_Extracted information_

================

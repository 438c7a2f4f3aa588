use std::time::Duration;

use hyper::{Method, StatusCode};
use tokio::{task::JoinSet, time::Instant};

use super::{BadRequestReason, BrokerError, BrokerReply, BrokerRequest, BrokerService};

type TestResult<T = ()> = Result<T, String>;

#[test]
fn put_parses_into_enqueue() {
  let request = BrokerRequest::parse(&Method::PUT, "/pets", Some("v=cat"));

  assert_eq!(request, Ok(BrokerRequest::Enqueue { queue: "pets".to_owned(), value: "cat".to_owned() }));
}

#[test]
fn query_values_and_path_are_decoded() {
  let request = BrokerRequest::parse(&Method::PUT, "/my%20queue", Some("v=hello+big%20world&v=second"));

  assert_eq!(
    request,
    Ok(BrokerRequest::Enqueue { queue: "my queue".to_owned(), value: "hello big world".to_owned() })
  );
}

#[test]
fn undecodable_queue_names_are_rejected_not_merged() {
  for path in ["/%FF", "/%FE", "/ok%C3"] {
    let request = BrokerRequest::parse(&Method::PUT, path, Some("v=one"));
    assert_eq!(request, Err(BrokerError::BadRequest(BadRequestReason::InvalidQueueName)), "path {path}");
  }

  let request = BrokerRequest::parse(&Method::GET, "/caf%C3%A9", None);
  assert_eq!(request, Ok(BrokerRequest::Dequeue { queue: "café".to_owned(), timeout: Duration::ZERO }));
}

#[tokio::test]
async fn undecodable_names_never_share_a_queue() {
  let service = BrokerService::new();

  let put = service.dispatch(&Method::PUT, "/%FF", Some("v=one")).await;
  assert_eq!(put, Err(BrokerError::BadRequest(BadRequestReason::InvalidQueueName)));
  assert!(service.registry().is_empty());

  let get = service.dispatch(&Method::GET, "/%FE", None).await;
  assert_eq!(get, Err(BrokerError::BadRequest(BadRequestReason::InvalidQueueName)));
}

#[test]
fn put_without_value_is_rejected() {
  for query in [None, Some(""), Some("v="), Some("value=x")] {
    let request = BrokerRequest::parse(&Method::PUT, "/pets", query);
    assert_eq!(request, Err(BrokerError::BadRequest(BadRequestReason::MissingValue)), "query {query:?}");
  }
}

#[test]
fn empty_queue_name_is_rejected() {
  for method in [Method::PUT, Method::GET] {
    let request = BrokerRequest::parse(&method, "/", Some("v=x"));
    assert_eq!(request, Err(BrokerError::BadRequest(BadRequestReason::MissingQueueName)));
  }
}

#[test]
fn get_timeout_defaults_to_zero() {
  let request = BrokerRequest::parse(&Method::GET, "/pets", None);

  assert_eq!(request, Ok(BrokerRequest::Dequeue { queue: "pets".to_owned(), timeout: Duration::ZERO }));
}

#[test]
fn get_timeout_is_trimmed_and_parsed_as_seconds() {
  let request = BrokerRequest::parse(&Method::GET, "/pets", Some("timeout=%203%20"));

  assert_eq!(request, Ok(BrokerRequest::Dequeue { queue: "pets".to_owned(), timeout: Duration::from_secs(3) }));
}

#[test]
fn invalid_timeout_is_rejected() {
  for raw in ["-1", "abc", "1.5", "9999999999999999999999"] {
    let query = format!("timeout={raw}");
    let request = BrokerRequest::parse(&Method::GET, "/pets", Some(query.as_str()));
    assert_eq!(request, Err(BrokerError::BadRequest(BadRequestReason::InvalidTimeout)), "timeout {raw}");
  }
}

#[test]
fn other_methods_are_unimplemented() {
  for method in [Method::POST, Method::DELETE, Method::PATCH, Method::HEAD] {
    let request = BrokerRequest::parse(&method, "/pets", Some("v=x"));
    assert_eq!(request, Err(BrokerError::Unimplemented));
  }
}

#[test]
fn errors_map_to_http_statuses() {
  assert_eq!(BrokerError::BadRequest(BadRequestReason::InvalidTimeout).status(), StatusCode::BAD_REQUEST);
  assert_eq!(BrokerError::NotFound.status(), StatusCode::NOT_FOUND);
  assert_eq!(BrokerError::Unimplemented.status(), StatusCode::NOT_IMPLEMENTED);
}

#[tokio::test]
async fn payloads_are_delivered_in_fifo_order() -> TestResult {
  let service = BrokerService::new();
  for value in ["A", "B", "C"] {
    service.dispatch(&Method::PUT, "/letters", Some(format!("v={value}").as_str())).await.map_err(|e| e.to_string())?;
  }

  for expected in ["A", "B", "C"] {
    let reply = service.dispatch(&Method::GET, "/letters", None).await.map_err(|e| e.to_string())?;
    assert_eq!(reply, BrokerReply::Delivered(expected.to_owned()));
  }
  assert_eq!(service.dispatch(&Method::GET, "/letters", None).await, Err(BrokerError::NotFound));
  Ok(())
}

#[tokio::test]
async fn zero_timeout_on_empty_queue_fails_fast() {
  let service = BrokerService::new();
  service.enqueue("drained", "only".to_owned());
  assert_eq!(service.dequeue("drained", Duration::ZERO).await, Ok("only".to_owned()));

  let started = Instant::now();
  let outcome = service.dispatch(&Method::GET, "/drained", Some("timeout=0")).await;

  assert_eq!(outcome, Err(BrokerError::NotFound));
  assert!(started.elapsed() < Duration::from_millis(100));
}

#[tokio::test]
async fn unknown_queue_is_not_found_without_waiting() {
  let service = BrokerService::new();
  let started = Instant::now();

  let outcome = service.dispatch(&Method::GET, "/ghost", Some("timeout=5")).await;

  assert_eq!(outcome, Err(BrokerError::NotFound));
  assert!(started.elapsed() < Duration::from_secs(1));
  assert!(!service.registry().contains("ghost"));
}

#[tokio::test]
async fn rejected_enqueue_does_not_create_the_queue() {
  let service = BrokerService::new();

  let outcome = service.dispatch(&Method::PUT, "/never", None).await;

  assert_eq!(outcome, Err(BrokerError::BadRequest(BadRequestReason::MissingValue)));
  assert!(service.registry().is_empty());
  assert_eq!(service.dispatch(&Method::GET, "/never", None).await, Err(BrokerError::NotFound));
}

async fn run_blocking_dequeue_receives_late_payload() -> TestResult {
  let service = BrokerService::new();
  service.registry().resolve_or_create("late");

  let consumer = {
    let service = service.clone();
    tokio::spawn(async move { service.dispatch(&Method::GET, "/late", Some("timeout=5")).await })
  };

  tokio::time::sleep(Duration::from_millis(200)).await;
  let started = Instant::now();
  service.enqueue("late", "arrived".to_owned());

  let reply = consumer.await.map_err(|e| e.to_string())?.map_err(|e| e.to_string())?;
  assert_eq!(reply, BrokerReply::Delivered("arrived".to_owned()));
  assert!(started.elapsed() < Duration::from_secs(1));
  Ok(())
}

#[tokio::test(flavor = "current_thread")]
async fn blocking_dequeue_receives_late_payload() -> TestResult {
  run_blocking_dequeue_receives_late_payload().await
}

#[tokio::test(flavor = "multi_thread", worker_threads = 2)]
async fn blocking_dequeue_receives_late_payload_multi_thread() -> TestResult {
  run_blocking_dequeue_receives_late_payload().await
}

async fn run_each_payload_reaches_exactly_one_consumer() -> TestResult {
  const PAYLOADS: usize = 3;
  const CONSUMERS: usize = 6;

  let service = BrokerService::new();
  service.registry().resolve_or_create("shared");

  let mut consumers = JoinSet::new();
  for _ in 0..CONSUMERS {
    let service = service.clone();
    consumers.spawn(async move { service.dequeue("shared", Duration::from_secs(1)).await });
  }

  tokio::time::sleep(Duration::from_millis(50)).await;
  for index in 0..PAYLOADS {
    service.enqueue("shared", format!("payload-{index}"));
  }

  let mut delivered = Vec::new();
  let mut not_found = 0;
  while let Some(joined) = consumers.join_next().await {
    match joined.map_err(|e| e.to_string())? {
      | Ok(payload) => delivered.push(payload),
      | Err(BrokerError::NotFound) => not_found += 1,
      | Err(other) => return Err(format!("unexpected error: {other}")),
    }
  }
  delivered.sort();

  assert_eq!(delivered, ["payload-0", "payload-1", "payload-2"]);
  assert_eq!(not_found, CONSUMERS - PAYLOADS);
  Ok(())
}

#[tokio::test(flavor = "current_thread")]
async fn each_payload_reaches_exactly_one_consumer() -> TestResult {
  run_each_payload_reaches_exactly_one_consumer().await
}

#[tokio::test(flavor = "multi_thread", worker_threads = 4)]
async fn each_payload_reaches_exactly_one_consumer_multi_thread() -> TestResult {
  run_each_payload_reaches_exactly_one_consumer().await
}
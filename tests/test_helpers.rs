//! Test Helpers
//!
//! Builders and polling helpers shared by the integration tests.

use std::time::Duration;

use peerwire::{Sha1Hash, SwarmEvent, TorrentInfo};
use sha1::{Digest, Sha1};
use tokio::io::AsyncReadExt;
use tokio::net::TcpStream;
use tokio::sync::broadcast;

/// Install a log subscriber honoring `RUST_LOG`. Safe to call from
/// every test; only the first call wins.
pub fn init_tracing() {
    let _ = tracing_subscriber::fmt()
        .with_env_filter(tracing_subscriber::EnvFilter::from_default_env())
        .with_test_writer()
        .try_init();
}

/// Generate a random info hash for testing
pub fn random_info_hash() -> [u8; 20] {
    let mut hash = [0u8; 20];
    for byte in &mut hash {
        *byte = rand::random();
    }
    hash
}

/// Build a torrent of `total` bytes with a deterministic payload and
/// matching per-piece digests.
pub fn build_torrent(piece_length: u32, total: usize) -> (TorrentInfo, Vec<u8>) {
    let payload: Vec<u8> = (0..total).map(|i| (i % 251) as u8).collect();
    let hashes: Vec<Sha1Hash> = payload
        .chunks(piece_length as usize)
        .map(|chunk| Sha1::digest(chunk).into())
        .collect();
    let info = TorrentInfo::new(random_info_hash(), hashes, piece_length, total as u64)
        .expect("valid torrent geometry");
    (info, payload)
}

/// Poll `condition` every 25ms until it holds or `timeout` elapses
pub async fn wait_for(condition: impl Fn() -> bool, timeout: Duration) -> bool {
    let deadline = tokio::time::Instant::now() + timeout;
    while tokio::time::Instant::now() < deadline {
        if condition() {
            return true;
        }
        tokio::time::sleep(Duration::from_millis(25)).await;
    }
    condition()
}

/// Wait for the first event matching `accept`, discarding others
pub async fn wait_for_event(
    events: &mut broadcast::Receiver<SwarmEvent>,
    timeout: Duration,
    mut accept: impl FnMut(&SwarmEvent) -> bool,
) -> Option<SwarmEvent> {
    tokio::time::timeout(timeout, async {
        loop {
            match events.recv().await {
                Ok(event) if accept(&event) => return event,
                Ok(_) => continue,
                Err(broadcast::error::RecvError::Lagged(_)) => continue,
                Err(broadcast::error::RecvError::Closed) => {
                    return std::future::pending().await;
                }
            }
        }
    })
    .await
    .ok()
}

/// Read one framed message from a raw stream, skipping keepalives.
/// Returns the message id and the payload after it.
pub async fn read_message(stream: &mut TcpStream) -> (u8, Vec<u8>) {
    loop {
        let mut len_buf = [0u8; 4];
        stream.read_exact(&mut len_buf).await.expect("message length");
        let len = u32::from_be_bytes(len_buf) as usize;
        if len == 0 {
            continue;
        }
        let mut body = vec![0u8; len];
        stream.read_exact(&mut body).await.expect("message body");
        return (body[0], body[1..].to_vec());
    }
}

================

_What to work on_
Among the entries above, locate the lines containing "for byte in" and "pub fn build_torrent(piece_length: u32, total: usize)", and transcribe exactly those two lines and all lines between.

_Exercise result_
    for byte in &mut hash {
        *byte = rand::random();
    }
    hash
}

/// Build a torrent of `total` bytes with a deterministic payload and
/// matching per-piece digests.
pub fn build_torrent(piece_length: u32, total: usize) -> (TorrentInfo, Vec<u8>) {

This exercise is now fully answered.